Some years ago yet another hero lit up people's TV screens – The Mighty Morphin Power Rangers. The show was an unlikely hit, produced on a low budget in Japan and then badly, painfully dubbed into English. Their rallying cry in moments of crisis was “It's Morphing Time!” With that, they would be transformed with the ability to do extraordinary things.
Of course it's not just kids who want to morph. The desire for transformation lies deep in every human heart. This is why people enter therapy, join health clubs, get into recovery groups, read self-help books and make new year's resolutions. The possibility of transformation is the essence of hope. In his letter to the Christians in Rome, Paul urges them: “Do not be conformed to the patterns of this world but be transformed by the renewing of your minds.” (Romans 12:3) The word he uses is that of metamorphoo, from which we get the word, mmetamorphosis.
When morphing happens, I don't just do the things Jesus would've done, I find myself wanting to do them. They appeal to me. They make sense. I don't just go around trying to do the right things; I become the right sort of person. In other words, ordinary people can receive power for extraordinary change. In essence, Paul declares: “It's morphing time!”
I'll never forget the incredible transformation I and others here witnessed years ago in Barbara Runge when she came back from a trip abroad. While there, she was attacked in broad daylight, hospitalized, and began intense counseling as the violence she endured brought to the surface the violence she'd endured as a child. In recent years her marriage had suffered as her inner rage and deep sensee of disappointment in herseelf was expressed in bitterness and distrust. In the aftermath, she opened herself to God, and to others, as she'd never done before. She began a process by which she allowed the Spirit of God to renew her heart and mind. She began to morph before our eyes.
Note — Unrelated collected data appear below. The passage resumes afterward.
//! Domain model for review lifecycle governance.
//!
//! The domain holds the status graph, the gating rank, the persisted task
//! record, and the append-only audit trail. It performs no I/O; stores and
//! clocks are supplied by the layers above.

mod audit;
mod error;
mod key;
mod record;
mod status;
mod timestamp;
mod validator;

pub use audit::{AuditEntry, append};
pub use error::{GateError, ParseTaskStatusError, TaskDomainError};
pub use key::TaskKey;
pub use record::{StatusStats, TaskEntry, TaskRecord, TransitionRecord};
pub use status::TaskStatus;
pub use validator::{TransitionValidator, validate_transition};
The lid is off the terrarium. The turn has come, with a catch of breath and a beating of the heart - and with tears. Metamorphosis is a process. It is the process to which Jesus invites us to embrace, as he proclaimed, “The time has come at last! The Kingdom of God has come near! Repent, and believe the Good News!” (Mark 1:15) The good news is that now it's possible for ordinary men and women to live in the presence and under the power of God. It's about the exciting transformation of human life – of your life! The Kingdom of God has come near!
Seek first the Kingdom of God...and He will give you your hearts desire – to finally and fully reach your potential as you morph into the very image of God's Son, Jesus, as He draws near to you!